* [WORK ITEM]: From the entries below, extract every line that includes the word "HashMap".

* [EXERCISE MATERIALS]:
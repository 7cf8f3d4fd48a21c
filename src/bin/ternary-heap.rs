//! Interactive ternary heap
//!
//! Loads integers from a data file into a [`TernaryHeap`] and then runs the
//! command menu on stdin/stdout.
//!
//! ```bash
//! ternary-heap --data data.txt --capacity 200
//! RUST_LOG=ternary_heap=debug ternary-heap
//! ```

use std::io;
use std::path::PathBuf;

use anyhow::{Context, Result};
use clap::Parser;
use tracing_subscriber::EnvFilter;

use ternary_heap::{input, menu, BoundedHeap, TernaryHeap};

/// Bounded ternary min-heap with search, remove and delete-max
#[derive(Parser, Debug)]
#[command(name = "ternary-heap")]
#[command(version, about, long_about = None)]
struct Cli {
    /// File of whitespace-separated integers to bulk-load
    #[arg(short, long, default_value = "data.txt")]
    data: PathBuf,

    /// Maximum number of values the heap can hold
    #[arg(short, long, default_value_t = 200)]
    capacity: usize,
}

fn main() -> Result<()> {
    tracing_subscriber::fmt()
        .with_env_filter(
            EnvFilter::try_from_default_env().unwrap_or_else(|_| EnvFilter::new("warn")),
        )
        .with_writer(io::stderr)
        .init();

    let cli = Cli::parse();

    let mut values = input::read_values_from_path(&cli.data).context("Error reading file")?;
    let mut heap = TernaryHeap::from_queue(cli.capacity, &mut values);
    tracing::info!(
        path = %cli.data.display(),
        len = heap.len(),
        capacity = heap.capacity(),
        "loaded heap"
    );

    let stdin = io::stdin();
    let mut stdout = io::stdout();
    menu::run(&mut heap, stdin.lock(), &mut stdout).context("menu I/O failed")?;
    Ok(())
}
//! File-backed inputs for the console driver: the lot list, the balance
//! file, and the JSON-file ledger implementation.

use std::collections::HashMap;
use std::fs;
use std::path::{Path, PathBuf};

use serde::{Deserialize, Serialize};
use session::{LedgerError, LedgerService};
use types::{DurationMs, MemberSpend, Points, Provenance};

/// One lot entry in the lots file.
#[derive(Debug, Clone, Serialize, Deserialize)]
pub struct LotSpec {
    pub label: String,
    pub start_price: i64,
    /// Bidding window in seconds.
    pub duration_secs: u64,
    #[serde(default = "default_quantity")]
    pub quantity: u32,
    /// "catalog" (default) or "manual".
    #[serde(default)]
    pub provenance: String,
}

fn default_quantity() -> u32 {
    1
}

impl LotSpec {
    pub fn provenance(&self) -> Provenance {
        if self.provenance.eq_ignore_ascii_case("manual") {
            Provenance::Manual
        } else {
            Provenance::Catalog
        }
    }

    pub fn duration_ms(&self) -> DurationMs {
        self.duration_secs * 1_000
    }
}

/// Load the lot list from a JSON file.
pub fn load_lots(path: &Path) -> Result<Vec<LotSpec>, String> {
    let text = fs::read_to_string(path).map_err(|e| format!("{}: {}", path.display(), e))?;
    serde_json::from_str(&text).map_err(|e| format!("{}: {}", path.display(), e))
}

/// The ledger as a pair of JSON files: balances in, session results out.
///
/// Stands in for the real balance/commit service so the engine can be
/// driven end to end from the console. Submission writes one results file
/// per session; a failed write surfaces as a ledger error and the result
/// set falls back to manual entry.
pub struct JsonLedger {
    balances_path: PathBuf,
    results_dir: PathBuf,
}

impl JsonLedger {
    pub fn new(balances_path: PathBuf, results_dir: PathBuf) -> Self {
        Self {
            balances_path,
            results_dir,
        }
    }
}

impl LedgerService for JsonLedger {
    fn fetch_balances(&self) -> Result<HashMap<String, Points>, LedgerError> {
        let text = fs::read_to_string(&self.balances_path)
            .map_err(|e| LedgerError::Unavailable(format!("{}: {}", self.balances_path.display(), e)))?;
        let raw: HashMap<String, i64> = serde_json::from_str(&text)
            .map_err(|e| LedgerError::Rejected(format!("balance file: {}", e)))?;
        Ok(raw.into_iter().map(|(name, pts)| (name, Points(pts))).collect())
    }

    fn submit_results(
        &self,
        results: &[MemberSpend],
        session_label: &str,
    ) -> Result<(), LedgerError> {
        let slug: String = session_label
            .chars()
            .map(|c| if c.is_ascii_alphanumeric() { c } else { '-' })
            .collect();
        let path = self.results_dir.join(format!("results-{}.json", slug));
        let json = serde_json::to_string_pretty(results)
            .map_err(|e| LedgerError::Rejected(e.to_string()))?;
        fs::write(&path, json)
            .map_err(|e| LedgerError::Unavailable(format!("{}: {}", path.display(), e)))?;
        Ok(())
    }
}

#[cfg(test)]
mod tests {
    use super::*;

    #[test]
    fn test_lot_spec_defaults() {
        let spec: LotSpec = serde_json::from_str(
            r#"{"label": "Sword", "start_price": 100, "duration_secs": 120}"#,
        )
        .unwrap();
        assert_eq!(spec.quantity, 1);
        assert_eq!(spec.provenance(), Provenance::Catalog);
        assert_eq!(spec.duration_ms(), 120_000);
    }

    #[test]
    fn test_lot_spec_manual_provenance() {
        let spec: LotSpec = serde_json::from_str(
            r#"{"label": "Ring", "start_price": 50, "duration_secs": 60,
                "quantity": 3, "provenance": "Manual"}"#,
        )
        .unwrap();
        assert_eq!(spec.quantity, 3);
        assert_eq!(spec.provenance(), Provenance::Manual);
    }
}
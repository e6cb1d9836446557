//! Point holds for unresolved and winning bids.

use serde::{Deserialize, Serialize};
use std::collections::HashMap;
use types::{MemberName, Points};

/// Tracks points currently reserved per member.
///
/// This is the sole mutator of hold state: every lock and unlock in the
/// engine goes through here, one mutation at a time. Entries are removed
/// when they reach zero, and an unlock can never drive a hold negative.
#[derive(Debug, Clone, Default, PartialEq, Eq, Serialize, Deserialize)]
#[serde(transparent)]
pub struct LockManager {
    locked: HashMap<MemberName, Points>,
}

impl LockManager {
    /// Create an empty lock manager.
    pub fn new() -> Self {
        Self::default()
    }

    /// Reserve `amount` points for a member.
    pub fn lock(&mut self, name: &str, amount: Points) {
        if !amount.is_positive() {
            return;
        }
        *self
            .locked
            .entry(name.to_string())
            .or_insert(Points::ZERO) += amount;
    }

    /// Release up to `amount` points for a member. The entry is dropped
    /// once the hold reaches zero.
    pub fn unlock(&mut self, name: &str, amount: Points) {
        if let Some(held) = self.locked.get_mut(name) {
            *held = held.saturating_sub(amount);
            if held.is_zero() {
                self.locked.remove(name);
            }
        }
    }

    /// Points currently held for a member.
    pub fn locked_of(&self, name: &str) -> Points {
        self.locked.get(name).copied().unwrap_or(Points::ZERO)
    }

    /// Available points given a member's total balance.
    pub fn available(&self, name: &str, total: Points) -> Points {
        total.saturating_sub(self.locked_of(name))
    }

    /// Sum of all holds.
    pub fn total_locked(&self) -> Points {
        self.locked.values().copied().sum()
    }

    /// Number of members with a nonzero hold.
    pub fn len(&self) -> usize {
        self.locked.len()
    }

    /// Check if no holds exist.
    pub fn is_empty(&self) -> bool {
        self.locked.is_empty()
    }

    /// Iterate over all holds.
    pub fn iter(&self) -> impl Iterator<Item = (&MemberName, Points)> {
        self.locked.iter().map(|(name, points)| (name, *points))
    }

    /// Drop every hold. Used at session finalization.
    pub fn clear(&mut self) {
        self.locked.clear();
    }
}
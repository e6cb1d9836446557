//! The SQLite snapshot store.

use parking_lot::Mutex;
use rusqlite::Connection;
use session::{PersistedState, SnapshotStore, StoreError};
use types::CompletedLot;

use crate::schema::{StorageConfig, init_schema};

/// SQLite-backed implementation of the engine's [`SnapshotStore`] seam.
///
/// Uses interior mutability (Mutex) because the trait takes `&self`. The
/// state document is serialized as one JSON blob: the whole point of the
/// single-row table is that recovery never merges anything.
pub struct SqliteStore {
    conn: Mutex<Connection>,
}

impl SqliteStore {
    /// Open (or create) the store at the configured path.
    pub fn new(config: StorageConfig) -> rusqlite::Result<Self> {
        let conn = if config.path == ":memory:" {
            Connection::open_in_memory()?
        } else {
            Connection::open(&config.path)?
        };
        init_schema(&conn)?;
        Ok(Self {
            conn: Mutex::new(conn),
        })
    }

    /// Open a store from a path with default configuration.
    pub fn from_path(path: impl AsRef<std::path::Path>) -> rusqlite::Result<Self> {
        Self::new(StorageConfig::from_path(path))
    }
}

fn db_err(err: impl std::fmt::Display) -> StoreError {
    StoreError(err.to_string())
}

impl SnapshotStore for SqliteStore {
    fn save(&self, state: &PersistedState) -> Result<(), StoreError> {
        let json = serde_json::to_string(state).map_err(db_err)?;
        let conn = self.conn.lock();
        conn.execute(
            "INSERT INTO engine_state (id, state, saved_at)
             VALUES (0, ?1, strftime('%s', 'now'))
             ON CONFLICT(id) DO UPDATE SET state = ?1, saved_at = strftime('%s', 'now')",
            rusqlite::params![json],
        )
        .map_err(db_err)?;
        Ok(())
    }

    fn load(&self) -> Result<Option<PersistedState>, StoreError> {
        let conn = self.conn.lock();
        let mut stmt = conn
            .prepare("SELECT state FROM engine_state WHERE id = 0")
            .map_err(db_err)?;
        let mut rows = stmt.query([]).map_err(db_err)?;
        let Some(row) = rows.next().map_err(db_err)? else {
            return Ok(None);
        };
        let json: String = row.get(0).map_err(db_err)?;
        let state = serde_json::from_str(&json).map_err(db_err)?;
        Ok(Some(state))
    }

    fn clear(&self) -> Result<(), StoreError> {
        self.conn
            .lock()
            .execute("DELETE FROM engine_state", [])
            .map_err(db_err)?;
        Ok(())
    }

    fn record_result(&self, completed: &CompletedLot) -> Result<(), StoreError> {
        let conn = self.conn.lock();
        let mut stmt = conn
            .prepare_cached(
                "INSERT INTO lot_results
                 (lot_id, label, provenance, winner, amount, total_bids, ended_at)
                 VALUES (?1, ?2, ?3, ?4, ?5, ?6, ?7)",
            )
            .map_err(db_err)?;

        if completed.winners.is_empty() {
            stmt.execute(rusqlite::params![
                completed.lot.id.0 as i64,
                completed.lot.label,
                completed.lot.provenance.to_string(),
                "",
                0i64,
                completed.total_bids as i64,
                completed.ended_at as i64,
            ])
            .map_err(db_err)?;
            return Ok(());
        }

        for winner in &completed.winners {
            stmt.execute(rusqlite::params![
                completed.lot.id.0 as i64,
                completed.lot.label,
                completed.lot.provenance.to_string(),
                winner.name,
                winner.amount.raw(),
                completed.total_bids as i64,
                completed.ended_at as i64,
            ])
            .map_err(db_err)?;
        }
        Ok(())
    }
}
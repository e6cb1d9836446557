//! Database schema and configuration.

use rusqlite::Connection;
use std::path::Path;

/// Storage configuration.
#[derive(Debug, Clone)]
pub struct StorageConfig {
    /// Path to the SQLite database (`:memory:` for in-memory).
    pub path: String,
}

impl Default for StorageConfig {
    fn default() -> Self {
        Self {
            path: ":memory:".to_string(),
        }
    }
}

impl StorageConfig {
    pub fn from_path<P: AsRef<Path>>(path: P) -> Self {
        Self {
            path: path.as_ref().to_string_lossy().to_string(),
        }
    }
}

/// Initialize the database schema.
pub fn init_schema(conn: &Connection) -> rusqlite::Result<()> {
    // Single-row engine state document (crash recovery)
    conn.execute(
        "CREATE TABLE IF NOT EXISTS engine_state (
            id INTEGER PRIMARY KEY CHECK (id = 0),
            state TEXT NOT NULL,
            saved_at INTEGER DEFAULT (strftime('%s', 'now'))
        )",
        [],
    )?;

    // Completed lots (append-only audit log)
    conn.execute(
        "CREATE TABLE IF NOT EXISTS lot_results (
            id INTEGER PRIMARY KEY AUTOINCREMENT,
            lot_id INTEGER NOT NULL,
            label TEXT NOT NULL,
            provenance TEXT NOT NULL,
            winner TEXT NOT NULL,
            amount INTEGER NOT NULL,
            total_bids INTEGER NOT NULL,
            ended_at INTEGER NOT NULL,
            created_at INTEGER DEFAULT (strftime('%s', 'now'))
        )",
        [],
    )?;

    conn.execute(
        "CREATE INDEX IF NOT EXISTS idx_lot_results_lot ON lot_results(lot_id)",
        [],
    )?;
    conn.execute(
        "CREATE INDEX IF NOT EXISTS idx_lot_results_winner ON lot_results(winner)",
        [],
    )?;

    Ok(())
}

#[cfg(test)]
mod tests {
    use super::*;

    #[test]
    fn test_schema_creation() {
        let conn = Connection::open_in_memory().unwrap();
        init_schema(&conn).unwrap();

        let tables: Vec<String> = conn
            .prepare("SELECT name FROM sqlite_master WHERE type='table'")
            .unwrap()
            .query_map([], |row| row.get(0))
            .unwrap()
            .collect::<Result<_, _>>()
            .unwrap();

        assert!(tables.contains(&"engine_state".to_string()));
        assert!(tables.contains(&"lot_results".to_string()));
    }

    #[test]
    fn test_state_table_is_single_row() {
        let conn = Connection::open_in_memory().unwrap();
        init_schema(&conn).unwrap();

        conn.execute(
            "INSERT INTO engine_state (id, state) VALUES (0, '{}')",
            [],
        )
        .unwrap();
        // A second row violates the id = 0 check.
        assert!(
            conn.execute("INSERT INTO engine_state (id, state) VALUES (1, '{}')", [])
                .is_err()
        );
    }
}
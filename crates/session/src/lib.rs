//! Session layer: drives lots through the auction state machine.
//!
//! The [`SessionCoordinator`] owns the queue, the bid engine, and a single
//! generation-counted [`Scheduler`]. Callers pump it with `tick(now)` and
//! route inbound propose/confirm/cancel signals to it; everything outbound
//! flows through [`SessionHook`] observers as owned [`AuctionEvent`] values.
//!
//! External collaborators are trait seams: the authoritative points ledger
//! ([`LedgerService`]) and the crash-recovery snapshot store
//! ([`SnapshotStore`]). Neither is implemented here.

pub mod config;
pub mod coordinator;
pub mod events;
pub mod guard;
pub mod ledger;
pub mod persist;
pub mod scheduler;

pub use config::SessionConfig;
pub use coordinator::{RestoreReport, SessionCoordinator, SessionError, SessionStats};
pub use events::{AuctionEvent, HookRunner, SessionHook};
pub use guard::{StartGuard, StartToken};
pub use ledger::{LedgerError, LedgerService, with_retry};
pub use persist::{PersistedState, SnapshotStore, StoreError};
pub use scheduler::{Scheduler, TimerKind};
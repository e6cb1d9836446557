//! Generation-counted timer schedule.
//!
//! One scheduler owns every timer in a session. Timers tied to the active
//! lot carry a generation stamp; any reschedule (activation, extension,
//! pause/resume, recovery) bumps the generation, and stale entries discard
//! themselves when they surface. This replaces manual cancel/reschedule
//! bookkeeping and cannot leave a dangling timer firing against a lot
//! state it no longer belongs to.

use std::cmp::Ordering;
use std::collections::BinaryHeap;
use types::{ConfirmationId, Timestamp};

/// What a timer does when it fires.
#[derive(Debug, Clone, Copy, PartialEq, Eq)]
pub enum TimerKind {
    /// Preview elapsed; open bidding.
    PreviewEnd,
    /// Milestone announcements for the active lot.
    GoingOnce,
    GoingTwice,
    FinalCall,
    /// The active lot's deadline.
    LotEnd,
    /// A pending confirmation timed out.
    ConfirmExpiry(ConfirmationId),
    /// Inter-lot delay elapsed; start the next lot (or finalize).
    NextLot,
    /// Periodic balance snapshot refresh.
    CacheRefresh,
}

#[derive(Debug, Clone, PartialEq, Eq)]
struct Entry {
    fire_at: Timestamp,
    seq: u64,
    /// Generation stamp for lot-scoped timers; None for global timers.
    generation: Option<u64>,
    kind: TimerKind,
}

// Min-heap on (fire_at, seq): BinaryHeap is a max-heap, so compare reversed.
impl Ord for Entry {
    fn cmp(&self, other: &Self) -> Ordering {
        other
            .fire_at
            .cmp(&self.fire_at)
            .then_with(|| other.seq.cmp(&self.seq))
    }
}

impl PartialOrd for Entry {
    fn partial_cmp(&self, other: &Self) -> Option<Ordering> {
        Some(self.cmp(other))
    }
}

/// The session's timer queue.
#[derive(Debug, Default)]
pub struct Scheduler {
    entries: BinaryHeap<Entry>,
    lot_generation: u64,
    seq: u64,
}

impl Scheduler {
    pub fn new() -> Self {
        Self::default()
    }

    /// Schedule a global timer (confirm expiry, next lot, cache refresh).
    pub fn schedule_at(&mut self, fire_at: Timestamp, kind: TimerKind) {
        self.seq += 1;
        self.entries.push(Entry {
            fire_at,
            seq: self.seq,
            generation: None,
            kind,
        });
    }

    /// Schedule a timer scoped to the current lot generation.
    pub fn schedule_lot_at(&mut self, fire_at: Timestamp, kind: TimerKind) {
        self.seq += 1;
        self.entries.push(Entry {
            fire_at,
            seq: self.seq,
            generation: Some(self.lot_generation),
            kind,
        });
    }

    /// Invalidate every outstanding lot-scoped timer. The four lot timers
    /// are always cancelled and recreated together through this.
    pub fn bump_lot_generation(&mut self) {
        self.lot_generation += 1;
    }

    /// Current lot generation (diagnostics).
    pub fn lot_generation(&self) -> u64 {
        self.lot_generation
    }

    /// Pop every timer due at `now`, in firing order, dropping stale
    /// lot-scoped entries from older generations.
    pub fn due(&mut self, now: Timestamp) -> Vec<TimerKind> {
        let mut fired = Vec::new();
        while let Some(entry) = self.entries.peek() {
            if entry.fire_at > now {
                break;
            }
            let entry = self.entries.pop().expect("peeked");
            match entry.generation {
                Some(generation) if generation != self.lot_generation => continue,
                _ => fired.push(entry.kind),
            }
        }
        fired
    }

    /// When the next live timer fires, if any.
    pub fn next_fire_at(&self) -> Option<Timestamp> {
        self.entries
            .iter()
            .filter(|e| e.generation.is_none_or(|g| g == self.lot_generation))
            .map(|e| e.fire_at)
            .min()
    }

    /// Number of queued entries, stale ones included.
    pub fn len(&self) -> usize {
        self.entries.len()
    }

    pub fn is_empty(&self) -> bool {
        self.entries.is_empty()
    }

    /// Drop every timer. Used at session finalization.
    pub fn clear(&mut self) {
        self.entries.clear();
    }
}

#[cfg(test)]
mod tests {
    use super::*;

    #[test]
    fn test_fires_in_time_order() {
        let mut sched = Scheduler::new();
        sched.schedule_at(3_000, TimerKind::NextLot);
        sched.schedule_at(1_000, TimerKind::CacheRefresh);
        sched.schedule_at(2_000, TimerKind::LotEnd);

        assert_eq!(sched.due(500), vec![]);
        assert_eq!(
            sched.due(3_000),
            vec![TimerKind::CacheRefresh, TimerKind::LotEnd, TimerKind::NextLot]
        );
        assert!(sched.is_empty());
    }

    #[test]
    fn test_same_instant_fires_in_schedule_order() {
        let mut sched = Scheduler::new();
        sched.schedule_lot_at(1_000, TimerKind::FinalCall);
        sched.schedule_lot_at(1_000, TimerKind::LotEnd);
        assert_eq!(sched.due(1_000), vec![TimerKind::FinalCall, TimerKind::LotEnd]);
    }

    #[test]
    fn test_stale_generation_discards_itself() {
        let mut sched = Scheduler::new();
        sched.schedule_lot_at(1_000, TimerKind::GoingOnce);
        sched.schedule_lot_at(2_000, TimerKind::LotEnd);

        // A reschedule invalidates the old set and installs a new one.
        sched.bump_lot_generation();
        sched.schedule_lot_at(5_000, TimerKind::LotEnd);

        assert_eq!(sched.due(2_000), vec![]);
        assert_eq!(sched.due(5_000), vec![TimerKind::LotEnd]);
    }

    #[test]
    fn test_global_timers_survive_generation_bumps() {
        let mut sched = Scheduler::new();
        sched.schedule_at(1_000, TimerKind::ConfirmExpiry(ConfirmationId(7)));
        sched.bump_lot_generation();
        assert_eq!(
            sched.due(1_000),
            vec![TimerKind::ConfirmExpiry(ConfirmationId(7))]
        );
    }

    #[test]
    fn test_next_fire_at_skips_stale() {
        let mut sched = Scheduler::new();
        sched.schedule_lot_at(1_000, TimerKind::GoingOnce);
        sched.schedule_at(4_000, TimerKind::NextLot);
        assert_eq!(sched.next_fire_at(), Some(1_000));

        sched.bump_lot_generation();
        assert_eq!(sched.next_fire_at(), Some(4_000));
    }

    #[test]
    fn test_clear() {
        let mut sched = Scheduler::new();
        sched.schedule_at(1_000, TimerKind::NextLot);
        sched.clear();
        assert!(sched.is_empty());
        assert_eq!(sched.next_fire_at(), None);
    }
}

* [WRITTEN SOLUTION]:
use std::collections::HashMap;
    fn fetch_balances(&self) -> Result<HashMap<String, Points>, LedgerError> {
        let raw: HashMap<String, i64> = serde_json::from_str(&text)
use std::collections::HashMap;
    locked: HashMap<MemberName, Points>,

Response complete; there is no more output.